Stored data
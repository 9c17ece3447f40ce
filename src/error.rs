use poise::serenity_prelude as serenity;
use thiserror::Error;

#[derive(Debug, Error)]
pub enum Error {
  #[error("configuration error: {0}")]
  Configuration(String),

  #[error("connection error: {0}")]
  Connection(String),

  #[error("I/O error: {0}")]
  Io(#[from] std::io::Error),

  #[error("encoding error: {0}")]
  Encoding(String),

  #[error("not found: {0}")]
  NotFound(&'static str),

  #[error("refusing to act on the bot's own invocation")]
  SelfInvocation,

  #[error("serenity error: {0}")]
  Framework(Box<serenity::Error>),
}

impl From<serenity::Error> for Error {
  fn from(value: serenity::Error) -> Self {
    Error::Framework(Box::new(value))
  }
}

impl From<audiopus::Error> for Error {
  fn from(value: audiopus::Error) -> Self {
    Error::Encoding(value.to_string())
  }
}

pub type Result<T> = std::result::Result<T, Error>;
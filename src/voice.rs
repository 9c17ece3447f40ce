use std::{
  io::{self, Read, Seek, SeekFrom},
  sync::{Arc, Mutex},
};

use poise::serenity_prelude::{async_trait, ChannelId, GuildId};
use serde::Serialize;
use songbird::{
  error::JoinError,
  input::{AudioStream, Input, LiveInput},
  tracks::TrackHandle,
  Call, Event, EventContext, EventHandler as VoiceEventHandler, Songbird, TrackEvent,
};
use symphonia_core::io::MediaSource;
use tokio::sync::{mpsc, oneshot, Mutex as TokioMutex};
use tracing::{debug, warn};

use crate::{
  clip::{BITRATE, CHANNELS, FRAME_SIZE, SAMPLE_RATE},
  error::{Error, Result},
  player::{VoiceConnector, VoiceSession},
};

/// Frames queued ahead of the mixer before `send_frame` starts waiting.
const FRAME_QUEUE_DEPTH: usize = 8;
const DCA_MAGIC: &[u8; 4] = b"DCA1";

pub struct SongbirdConnector {
  manager: Arc<Songbird>,
}

impl SongbirdConnector {
  pub fn new(manager: Arc<Songbird>) -> Self {
    Self { manager }
  }
}

#[async_trait]
impl VoiceConnector for SongbirdConnector {
  type Session = SongbirdSession;

  async fn join(&self, guild_id: GuildId, channel_id: ChannelId) -> Result<SongbirdSession> {
    let call = self
      .manager
      .join(guild_id, channel_id)
      .await
      .map_err(|err| Error::Connection(format!("failed to join voice channel: {err}")))?;

    Ok(SongbirdSession {
      manager: Arc::clone(&self.manager),
      guild_id,
      call,
      frames: None,
      track: None,
      ended: None,
    })
  }

  async fn release(&self, guild_id: GuildId) -> Result<()> {
    match self.manager.remove(guild_id).await {
      Ok(()) | Err(JoinError::NoCall) => Ok(()),
      Err(err) => Err(Error::Connection(format!("failed to release voice call: {err}"))),
    }
  }
}

pub struct SongbirdSession {
  manager: Arc<Songbird>,
  guild_id: GuildId,
  call: Arc<TokioMutex<Call>>,
  frames: Option<mpsc::Sender<Vec<u8>>>,
  track: Option<TrackHandle>,
  ended: Option<oneshot::Receiver<()>>,
}

#[async_trait]
impl VoiceSession for SongbirdSession {
  async fn start_speaking(&mut self) -> Result<()> {
    let (frames_tx, frames_rx) = mpsc::channel(FRAME_QUEUE_DEPTH);
    let stream = DcaFrameStream::new(frames_rx)?;
    let input = Input::Live(
      LiveInput::Raw(AudioStream {
        input: Box::new(stream) as Box<dyn MediaSource>,
        hint: None,
      }),
      None,
    );

    let track = self.call.lock().await.play_only_input(input);

    let (ended_tx, ended_rx) = oneshot::channel();
    let notifier = TrackEndNotifier {
      ended: Arc::new(Mutex::new(Some(ended_tx))),
    };
    for event in [TrackEvent::End, TrackEvent::Error] {
      track
        .add_event(Event::Track(event), notifier.clone())
        .map_err(|err| Error::Connection(format!("voice track unavailable: {err}")))?;
    }

    debug!(guild = %self.guild_id, "speaking");
    self.frames = Some(frames_tx);
    self.track = Some(track);
    self.ended = Some(ended_rx);
    Ok(())
  }

  async fn send_frame(&mut self, frame: &[u8]) -> Result<()> {
    let frames = self
      .frames
      .as_ref()
      .ok_or_else(|| Error::Connection("frame sent before speaking".to_string()))?;
    frames
      .send(frame.to_vec())
      .await
      .map_err(|_| Error::Connection("voice track stopped reading frames".to_string()))
  }

  async fn stop_speaking(&mut self) -> Result<()> {
    // Closing the queue ends the DCA stream once the mixer has read everything.
    self.frames = None;
    if let Some(ended) = self.ended.take() {
      if ended.await.is_err() {
        warn!(guild = %self.guild_id, "track dropped without an end event");
      }
    }
    self.track = None;
    debug!(guild = %self.guild_id, "stopped speaking");
    Ok(())
  }

  async fn disconnect(mut self) -> Result<()> {
    self.frames = None;
    if let Some(track) = self.track.take() {
      if let Err(err) = track.stop() {
        debug!(guild = %self.guild_id, "track already gone: {}", err);
      }
    }
    self
      .manager
      .remove(self.guild_id)
      .await
      .map_err(|err| Error::Connection(format!("failed to leave voice channel: {err}")))
  }
}

#[derive(Clone)]
struct TrackEndNotifier {
  ended: Arc<Mutex<Option<oneshot::Sender<()>>>>,
}

#[async_trait]
impl VoiceEventHandler for TrackEndNotifier {
  async fn act(&self, ctx: &EventContext<'_>) -> Option<Event> {
    if let EventContext::Track(states) = ctx {
      for (state, _handle) in *states {
        debug!(playing = ?state.playing, "track finished");
      }
    }
    let sender = self.ended.lock().ok().and_then(|mut ended| ended.take());
    if let Some(sender) = sender {
      if sender.send(()).is_err() {
        debug!("track end arrived after the session stopped waiting");
      }
    }
    Some(Event::Cancel)
  }
}

#[derive(Serialize)]
struct DcaMetadata {
  dca: DcaInfo,
  opus: DcaOpus,
}

#[derive(Serialize)]
struct DcaInfo {
  version: u64,
  tool: DcaTool,
}

#[derive(Serialize)]
struct DcaTool {
  name: &'static str,
  version: &'static str,
}

#[derive(Serialize)]
struct DcaOpus {
  mode: &'static str,
  sample_rate: u32,
  frame_size: u64,
  abr: Option<u64>,
  vbr: bool,
  channels: u8,
}

fn dca_header() -> Result<Vec<u8>> {
  let metadata = serde_json::to_vec(&DcaMetadata {
    dca: DcaInfo {
      version: 1,
      tool: DcaTool {
        name: env!("CARGO_PKG_NAME"),
        version: env!("CARGO_PKG_VERSION"),
      },
    },
    opus: DcaOpus {
      mode: "music",
      sample_rate: SAMPLE_RATE,
      frame_size: FRAME_SIZE as u64,
      abr: Some(BITRATE as u64),
      vbr: true,
      channels: CHANNELS as u8,
    },
  })
  .map_err(|err| Error::Encoding(format!("failed to write DCA metadata: {err}")))?;

  let metadata_len = i32::try_from(metadata.len())
    .map_err(|_| Error::Encoding("DCA metadata too large".to_string()))?;

  let mut header = Vec::with_capacity(DCA_MAGIC.len() + 4 + metadata.len());
  header.extend_from_slice(DCA_MAGIC);
  header.extend_from_slice(&metadata_len.to_le_bytes());
  header.extend_from_slice(&metadata);
  Ok(header)
}

/// Presents queued Opus frames to songbird as a DCA1 byte stream.
///
/// Reads block the mixer's decode thread until the next frame arrives or the
/// sending side is dropped, which ends the stream.
struct DcaFrameStream {
  frames: Mutex<mpsc::Receiver<Vec<u8>>>,
  pending: Vec<u8>,
  offset: usize,
}

impl DcaFrameStream {
  fn new(frames: mpsc::Receiver<Vec<u8>>) -> Result<Self> {
    Ok(Self {
      frames: Mutex::new(frames),
      pending: dca_header()?,
      offset: 0,
    })
  }

  fn refill(&mut self) -> io::Result<bool> {
    let next = self
      .frames
      .get_mut()
      .map_err(|_| io::Error::new(io::ErrorKind::Other, "frame queue poisoned"))?
      .blocking_recv();

    let Some(frame) = next else {
      return Ok(false);
    };
    let len = i16::try_from(frame.len())
      .map_err(|_| io::Error::new(io::ErrorKind::InvalidData, "opus frame too large for DCA"))?;

    self.pending.clear();
    self.pending.extend_from_slice(&len.to_le_bytes());
    self.pending.extend_from_slice(&frame);
    self.offset = 0;
    Ok(true)
  }
}

impl Read for DcaFrameStream {
  fn read(&mut self, buf: &mut [u8]) -> io::Result<usize> {
    if buf.is_empty() {
      return Ok(0);
    }
    if self.offset >= self.pending.len() && !self.refill()? {
      return Ok(0);
    }
    let available = &self.pending[self.offset..];
    let count = available.len().min(buf.len());
    buf[..count].copy_from_slice(&available[..count]);
    self.offset += count;
    Ok(count)
  }
}

impl Seek for DcaFrameStream {
  fn seek(&mut self, _pos: SeekFrom) -> io::Result<u64> {
    Err(io::Error::new(io::ErrorKind::Unsupported, "live frame stream cannot seek"))
  }
}

impl MediaSource for DcaFrameStream {
  fn is_seekable(&self) -> bool {
    false
  }

  fn byte_len(&self) -> Option<u64> {
    None
  }
}
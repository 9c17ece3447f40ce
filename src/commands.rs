use std::collections::HashMap;

use poise::serenity_prelude as serenity;
use serenity::{async_trait, CreateCommand};
use tracing::{debug, info};

use crate::{
  error::{Error, Result},
  routing::Invocation,
};

pub const HELLO_WORLD_COMMAND_NAME: &str = "test-command";
pub const PLAY_LEGO_YODA_COMMAND_NAME: &str = "play-yoda";

#[derive(Debug, Clone, Copy, PartialEq, Eq, Hash)]
pub enum CommandKind {
  HelloWorld,
  PlayLegoYoda,
}

impl CommandKind {
  /// Commands whose handler outlives the acknowledgment window get deferred first.
  pub fn is_deferred(self) -> bool {
    match self {
      CommandKind::HelloWorld => false,
      CommandKind::PlayLegoYoda => true,
    }
  }
}

#[derive(Debug, Clone, PartialEq, Eq)]
pub struct CommandDefinition {
  pub kind: CommandKind,
  pub name: &'static str,
  pub description: &'static str,
}

impl CommandDefinition {
  pub fn to_create_command(&self) -> CreateCommand {
    CreateCommand::new(self.name).description(self.description)
  }
}

/// The commands the bot declares at startup, in registration order.
pub fn command_list() -> Vec<CommandDefinition> {
  vec![
    CommandDefinition {
      kind: CommandKind::HelloWorld,
      name: HELLO_WORLD_COMMAND_NAME,
      description: "Shagohad says hello",
    },
    CommandDefinition {
      kind: CommandKind::PlayLegoYoda,
      name: PLAY_LEGO_YODA_COMMAND_NAME,
      description: "Play a fun noise from a cute critter",
    },
  ]
}

#[async_trait]
pub trait CommandHandler: Send + Sync {
  /// Produces the single reply for one invocation. Failures are folded into the reply.
  async fn handle(&self, command: CommandKind, invocation: &Invocation) -> String;
}

pub struct CommandRegistry {
  ordered: Vec<CommandDefinition>,
  by_name: HashMap<&'static str, usize>,
}

impl CommandRegistry {
  pub fn register(commands: Vec<CommandDefinition>) -> Result<Self> {
    let mut by_name = HashMap::with_capacity(commands.len());
    for (index, command) in commands.iter().enumerate() {
      if by_name.insert(command.name, index).is_some() {
        return Err(Error::Configuration(format!(
          "duplicate command name '{}'",
          command.name
        )));
      }
    }
    info!(count = commands.len(), "command registry built");
    Ok(Self { ordered: commands, by_name })
  }

  pub fn get(&self, name: &str) -> Option<&CommandDefinition> {
    self.by_name.get(name).map(|index| &self.ordered[*index])
  }

  pub fn definitions(&self) -> &[CommandDefinition] {
    &self.ordered
  }

  pub fn create_commands(&self) -> Vec<CreateCommand> {
    self.ordered.iter().map(CommandDefinition::to_create_command).collect()
  }

  /// Unknown names are ignored and yield no reply.
  pub async fn dispatch<H>(&self, name: &str, handler: &H, invocation: &Invocation) -> Option<String>
  where
    H: CommandHandler + ?Sized,
  {
    let Some(definition) = self.get(name) else {
      debug!(command = name, "ignoring unknown command");
      return None;
    };
    info!(command = definition.name, user = %invocation.user_id, "dispatching command");
    Some(handler.handle(definition.kind, invocation).await)
  }
}

#[cfg(test)]
mod tests {
  use std::sync::Mutex;

  use super::serenity::UserId;

  use super::*;

  #[derive(Default)]
  struct RecordingHandler {
    calls: Mutex<Vec<CommandKind>>,
  }

  #[async_trait]
  impl CommandHandler for RecordingHandler {
    async fn handle(&self, command: CommandKind, _invocation: &Invocation) -> String {
      self.calls.lock().unwrap().push(command);
      format!("{command:?}")
    }
  }

  fn invocation() -> Invocation {
    Invocation {
      user_id: UserId::new(7),
      bot_id: UserId::new(1),
      guild: None,
    }
  }

  #[test]
  fn register_rejects_duplicate_names() {
    let mut commands = command_list();
    commands.push(CommandDefinition {
      kind: CommandKind::PlayLegoYoda,
      name: HELLO_WORLD_COMMAND_NAME,
      description: "again",
    });
    match CommandRegistry::register(commands) {
      Err(Error::Configuration(message)) => assert!(message.contains(HELLO_WORLD_COMMAND_NAME)),
      Err(other) => panic!("unexpected error {other}"),
      Ok(_) => panic!("duplicate names must not register"),
    }
  }

  #[test]
  fn registry_keeps_declaration_order() {
    let registry = CommandRegistry::register(command_list()).unwrap();
    let names: Vec<_> = registry.definitions().iter().map(|c| c.name).collect();
    assert_eq!(names, vec![HELLO_WORLD_COMMAND_NAME, PLAY_LEGO_YODA_COMMAND_NAME]);
    assert_eq!(registry.create_commands().len(), 2);
  }

  #[tokio::test]
  async fn dispatch_invokes_exactly_the_registered_handler() {
    let registry = CommandRegistry::register(command_list()).unwrap();
    let handler = RecordingHandler::default();

    for definition in command_list() {
      let reply = registry.dispatch(definition.name, &handler, &invocation()).await;
      assert_eq!(reply, Some(format!("{:?}", definition.kind)));
    }

    assert_eq!(
      *handler.calls.lock().unwrap(),
      vec![CommandKind::HelloWorld, CommandKind::PlayLegoYoda]
    );
  }

  #[tokio::test]
  async fn dispatch_of_unknown_name_is_a_no_op() {
    let registry = CommandRegistry::register(command_list()).unwrap();
    let handler = RecordingHandler::default();

    assert_eq!(registry.dispatch("play-vader", &handler, &invocation()).await, None);
    assert!(handler.calls.lock().unwrap().is_empty());
  }

  #[test]
  fn only_playback_is_deferred() {
    assert!(!CommandKind::HelloWorld.is_deferred());
    assert!(CommandKind::PlayLegoYoda.is_deferred());
  }
}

**What the exercise asks**.
Give only the lines from the one holding "frame stream cannot" through the one holding "get deferred first.", each restated exactly as it appears above.

**Answer to the problem**.
    Err(io::Error::new(io::ErrorKind::Unsupported, "live frame stream cannot seek"))
  }
}

impl MediaSource for DcaFrameStream {
  fn is_seekable(&self) -> bool {
    false
  }

  fn byte_len(&self) -> Option<u64> {
    None
  }
}
repository 9c17ece3447f40ce
filename src/commands.rs
use std::collections::HashMap;

use poise::serenity_prelude as serenity;
use serenity::{async_trait, CreateCommand};
use tracing::{debug, info};

use crate::{
  error::{Error, Result},
  routing::Invocation,
};

pub const HELLO_WORLD_COMMAND_NAME: &str = "test-command";
pub const PLAY_LEGO_YODA_COMMAND_NAME: &str = "play-yoda";

#[derive(Debug, Clone, Copy, PartialEq, Eq, Hash)]
pub enum CommandKind {
  HelloWorld,
  PlayLegoYoda,
}

impl CommandKind {
  /// Commands whose handler outlives the acknowledgment window get deferred first.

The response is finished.